В тот же день Пауэлл покинул Даунинг-стрит, не сказав никому ни слова о том, куда он отправляется, доехал на поезде до Хитроу и вылетел в Абердин (билет на самолет он резервировал самостоятельно). («Дело было настолько секретное, что потом у меня возникли сложности с получением компенсации за дорожные расходы».) Там он арендовал автомобиль и под проливным дождем помчался на запад. Замок Балморал, с 1852 года служащий летней резиденцией королевской семьи, представляет собой внушительную гранитную громаду, украшенную башенками и стоящую среди шотландских вересковых пустошей площадью 20 тысяч гектаров. В пасмурный и влажный шотландский вечер его очень трудно было отыскать. Время бежало, и к тому времени, когда Пауэлл наконец подъехал к массивным воротам замка на своей маленькой арендованной машине, он успел порядком вымотаться и разнервничаться.
Шталмейстер, или главный конюший королевского двора, стоявший у ворот, разговаривал по телефону. Он вел обсуждение на высшем уровне, касавшееся дела величайшей важности: королева желала взять на время видеомагнитофон у королевы-матери, чтобы посмотреть сериал «Папашина армия». Переговоры продвигались с большим скрипом.
Пауэлл попытался прервать разговор, но шталмейстер вынудил его умолкнуть, смерив ледяным взглядом.

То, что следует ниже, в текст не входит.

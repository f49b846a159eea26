//! Result types returned by the parse pipeline.

use std::fmt;
use std::str::FromStr;

use serde::{Deserialize, Deserializer, Serialize, Serializer};

use crate::config::Strategy;
use crate::error::PageError;
use crate::providers::ProviderKind;

/// Which path produced a page's text.
///
/// Serialises as `"library"` or `"ai:<provider>"` so the JSON stays flat and
/// greppable.
#[derive(Debug, Clone, Copy, PartialEq, Eq)]
pub enum ParseSource {
    Library,
    Ai(ProviderKind),
}

impl fmt::Display for ParseSource {
    fn fmt(&self, f: &mut fmt::Formatter<'_>) -> fmt::Result {
        match self {
            ParseSource::Library => f.write_str("library"),
            ParseSource::Ai(kind) => write!(f, "ai:{kind}"),
        }
    }
}

impl FromStr for ParseSource {
    type Err = String;

    fn from_str(s: &str) -> Result<Self, Self::Err> {
        if s == "library" {
            return Ok(ParseSource::Library);
        }
        if let Some(kind) = s.strip_prefix("ai:") {
            return kind
                .parse::<ProviderKind>()
                .map(ParseSource::Ai)
                .map_err(|e| e.to_string());
        }
        Err(format!("unknown parse source '{s}'"))
    }
}

impl Serialize for ParseSource {
    fn serialize<S: Serializer>(&self, serializer: S) -> Result<S::Ok, S::Error> {
        serializer.serialize_str(&self.to_string())
    }
}

impl<'de> Deserialize<'de> for ParseSource {
    fn deserialize<D: Deserializer<'de>>(deserializer: D) -> Result<Self, D::Error> {
        let s = String::deserialize(deserializer)?;
        s.parse().map_err(serde::de::Error::custom)
    }
}

/// One parsed page.
#[derive(Debug, Clone, Serialize, Deserialize)]
pub struct PageRecord {
    /// Page number (1-indexed).
    pub page: usize,
    /// Cleaned page text. Empty when the page failed.
    pub text: String,
    /// Which path produced the text.
    pub source: ParseSource,
    /// Classifier score of the returned text, 0.0–1.0.
    pub confidence: f32,
    pub input_tokens: usize,
    pub output_tokens: usize,
    pub duration_ms: u64,
    /// Provider retries spent on this page (0 for library pages).
    pub retries: u8,
    /// Set when the page failed, or when an AI escalation failed and the
    /// page fell back to its library text.
    #[serde(skip_serializing_if = "Option::is_none", default)]
    pub error: Option<PageError>,
}

impl PageRecord {
    /// A page that produced usable text (possibly via fallback).
    pub fn is_ok(&self) -> bool {
        self.error.is_none()
    }
}

/// Document-level metadata extracted without any AI involvement.
#[derive(Debug, Clone, Default, Serialize, Deserialize)]
pub struct DocumentMetadata {
    pub title: Option<String>,
    pub author: Option<String>,
    pub subject: Option<String>,
    pub creator: Option<String>,
    pub producer: Option<String>,
    pub creation_date: Option<String>,
    pub modification_date: Option<String>,
    pub page_count: usize,
    pub pdf_version: String,
}

/// Aggregate counters for one parse run.
#[derive(Debug, Clone, Default, Serialize, Deserialize)]
pub struct ParseStats {
    /// Pages in the document.
    pub total_pages: usize,
    /// Pages matched by the page selection.
    pub selected_pages: usize,
    /// Pages answered by library extraction.
    pub library_pages: usize,
    /// Pages answered by an AI provider.
    pub ai_pages: usize,
    /// Pages with no usable text after all fallbacks.
    pub failed_pages: usize,
    pub input_tokens: u64,
    pub output_tokens: u64,
    pub extract_duration_ms: u64,
    pub render_duration_ms: u64,
    pub ai_duration_ms: u64,
    pub total_duration_ms: u64,
    /// Estimated AI spend for this run, USD.
    pub estimated_cost_usd: f64,
}

/// Full result of a parse run.
#[derive(Debug, Clone, Serialize, Deserialize)]
pub struct ParseOutput {
    /// Assembled document text: successful pages in order, each prefixed
    /// with a `Page N:` header.
    pub text: String,
    /// Per-page records, sorted by page number.
    pub pages: Vec<PageRecord>,
    pub metadata: DocumentMetadata,
    pub stats: ParseStats,
    /// Strategy the run actually used.
    pub strategy: Strategy,
    /// Provider used for escalated pages, if any were escalated.
    pub provider: Option<ProviderKind>,
}

impl ParseOutput {
    /// Mean classifier confidence across non-failed pages.
    pub fn mean_confidence(&self) -> f32 {
        let scored: Vec<f32> = self
            .pages
            .iter()
            .filter(|p| p.is_ok())
            .map(|p| p.confidence)
            .collect();
        if scored.is_empty() {
            0.0
        } else {
            scored.iter().sum::<f32>() / scored.len() as f32
        }
    }
}

#[cfg(test)]
mod tests {
    use super::*;

    fn record(page: usize, confidence: f32, error: Option<PageError>) -> PageRecord {
        PageRecord {
            page,
            text: "text".into(),
            source: ParseSource::Library,
            confidence,
            input_tokens: 0,
            output_tokens: 0,
            duration_ms: 1,
            retries: 0,
            error,
        }
    }

    #[test]
    fn parse_source_serde_round_trip() {
        let ai = ParseSource::Ai(ProviderKind::Gemini);
        let json = serde_json::to_string(&ai).unwrap();
        assert_eq!(json, "\"ai:gemini\"");
        let back: ParseSource = serde_json::from_str(&json).unwrap();
        assert_eq!(back, ai);

        let lib: ParseSource = serde_json::from_str("\"library\"").unwrap();
        assert_eq!(lib, ParseSource::Library);
    }

    #[test]
    fn mean_confidence_ignores_failed_pages() {
        let output = ParseOutput {
            text: String::new(),
            pages: vec![
                record(1, 0.9, None),
                record(2, 0.5, None),
                record(
                    3,
                    0.0,
                    Some(PageError::AiFailed {
                        page: 3,
                        retries: 3,
                        detail: "boom".into(),
                    }),
                ),
            ],
            metadata: DocumentMetadata::default(),
            stats: ParseStats::default(),
            strategy: Strategy::Auto,
            provider: None,
        };
        let mean = output.mean_confidence();
        assert!((mean - 0.7).abs() < 1e-6, "got {mean}");
    }

    #[test]
    fn mean_confidence_empty_is_zero() {
        let output = ParseOutput {
            text: String::new(),
            pages: vec![],
            metadata: DocumentMetadata::default(),
            stats: ParseStats::default(),
            strategy: Strategy::Library,
            provider: None,
        };
        assert_eq!(output.mean_confidence(), 0.0);
    }
}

Таким взглядам наверняка специально обучают в шталмейстерских школах.
В течение еще двадцати минут, пока Пауэлл переминался с ноги на ногу и нетерпеливо поглядывал на наручные часы, конюший продолжал говорить о монаршем видеомагнитофоне, о его точном местонахождении и о том, что его нужно перенести из одного замкового зала в другой. Наконец, эту сложную задачу удалось решить. Пауэлл назвал себя и сказал, что ему необходимо срочно увидеться с премьер-министром. После очередной долгой проволочки его провели к личному секретарю Ее Величества, сэру Филипу Муру (позднее — барону Муру Вулверкотскому, кавалеру ордена Бани i-й степени, кавалеру Большого креста Королевского Викторианского ордена, кавалеру ордена Святых Михаила и Георгия, кавалеру ордена «За верную службу королеве» и члену Тайного совета), главному хранителю секретов королевы. Это был придворный, наделенный врожденной осторожностью, не привыкший ни на йоту отступать от протокола. Позже, выйдя в отставку, он сделается пожизненным камергером. Он очень не любил, когда его торопят.
— Зачем вам встречаться с миссис Тэтчер? — спросил он.

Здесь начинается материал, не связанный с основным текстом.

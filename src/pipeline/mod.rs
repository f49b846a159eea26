//! The per-page parsing pipeline.
//!
//! ```text
//! PDF
//!  │
//!  ├─ 1. Input     validate path / upload bytes (%PDF magic)
//!  ├─ 2. Extract   per-page library text via pdfium (CPU-bound, spawn_blocking)
//!  ├─ 3. Classify  score each page's extraction confidence
//!  ├─ 4. Render    rasterise only the low-confidence pages
//!  ├─ 5. Encode    PNG → base64 page image
//!  ├─ 6. Escalate  provider call with retry/backoff/timeout
//!  └─ 7. Polish    deterministic text cleanup
//! ```
//!
//! Orchestration (which pages take which path) lives in [`crate::parse`].

pub mod classify;
pub mod encode;
pub mod escalate;
pub mod extract;
pub mod input;
pub mod postprocess;
pub mod render;

use pdfium_render::prelude::*;

use crate::error::ParseError;

/// Bind to a pdfium library.
///
/// Resolution order: `PDFIUM_LIB_PATH` env var, the working directory,
/// `/opt/pdfium/lib`, then the system library path. pdfium is not safe to
/// share across threads, so callers create a fresh binding inside each
/// `spawn_blocking` closure rather than caching one.
pub(crate) fn bind_pdfium() -> Result<Pdfium, ParseError> {
    let bindings = if let Ok(path) = std::env::var("PDFIUM_LIB_PATH") {
        Pdfium::bind_to_library(&path)
            .map_err(|e| ParseError::PdfiumBindingFailed(format!("PDFIUM_LIB_PATH={path}: {e}")))?
    } else {
        Pdfium::bind_to_library(Pdfium::pdfium_platform_library_name_at_path("./"))
            .or_else(|_| {
                Pdfium::bind_to_library(Pdfium::pdfium_platform_library_name_at_path(
                    "/opt/pdfium/lib",
                ))
            })
            .or_else(|_| Pdfium::bind_to_system_library())
            .map_err(|e| ParseError::PdfiumBindingFailed(e.to_string()))?
    };
    Ok(Pdfium::new(bindings))
}

/// Whether a pdfium library can be bound in this environment.
///
/// Used by the health check; the result is cheap enough to probe at startup.
pub fn pdfium_available() -> bool {
    bind_pdfium().is_ok()
}

/// Open a document, mapping pdfium's opaque load failures onto the error
/// taxonomy (password-protected vs. plain corruption).
pub(crate) fn load_document<'a>(
    pdfium: &'a Pdfium,
    path: &std::path::Path,
    password: Option<&'a str>,
) -> Result<PdfDocument<'a>, ParseError> {
    pdfium.load_pdf_from_file(path, password).map_err(|e| {
        let detail = format!("{e:?}");
        if detail.contains("Password") || detail.contains("password") {
            if password.is_some() {
                ParseError::WrongPassword {
                    path: path.to_path_buf(),
                }
            } else {
                ParseError::PasswordRequired {
                    path: path.to_path_buf(),
                }
            }
        } else {
            ParseError::CorruptPdf {
                path: path.to_path_buf(),
                detail,
            }
        }
    })
}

— Этого я не могу вам сказать, — ответил Пауэлл. — Это тайна.
Чувство благопристойности Мура было задето.
— Мы не можем пускать в поместье Балморал посторонних, не зная, зачем они сюда явились.

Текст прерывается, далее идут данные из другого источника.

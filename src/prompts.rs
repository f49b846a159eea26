//! Extraction prompts for the AI-vision fallback.
//!
//! Centralising every prompt here keeps a single source of truth and lets
//! unit tests inspect prompts without spinning up a real provider. Callers
//! can override via [`crate::config::ParseConfig::prompt`]; the constant
//! here is used only when no override is provided.

/// Default instructions for reading a page image back as plain text.
pub const DEFAULT_EXTRACTION_PROMPT: &str = r#"You are a precise document transcriber. Read the attached page image and return its text.

Follow these rules:

1. Transcribe ALL visible text completely and accurately, in natural reading order.
2. Preserve paragraph breaks with blank lines. Keep list items on their own lines.
3. Render tables row by row, separating cells with " | ".
4. Do not describe images, logos or decorations; transcribe only text.
5. Do not add commentary, headings of your own, or "Page X" markers.
6. Do not wrap the output in code fences.
7. If the page contains no text at all, return an empty response."#;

— Что ж! Вам придется это сделать, потому что мне необходимо увидеть премьер-министра. Сию же секунду.
— Зачем вам она?
— Этого я не могу вам сказать.
— Вам придется это сделать.
— Нет, не придется.
— Что бы вы ни сообщили премьер-министру, она расскажет королеве, а Ее Величество расскажет мне. Так что лучше сразу объясните мне, в чем дело.
— Нет. Если премьер-министр пожелает рассказать об этом королеве, а королева пожелает рассказать вам, это их личное дело. Я же вам ничего не могу сказать.
Королевский придворный уже начинал внутренне закипать. Если ты — личный секретарь, никто не взбесит тебя больше, чем другой личный секретарь, мнящий себя более важной персоной, чем ты.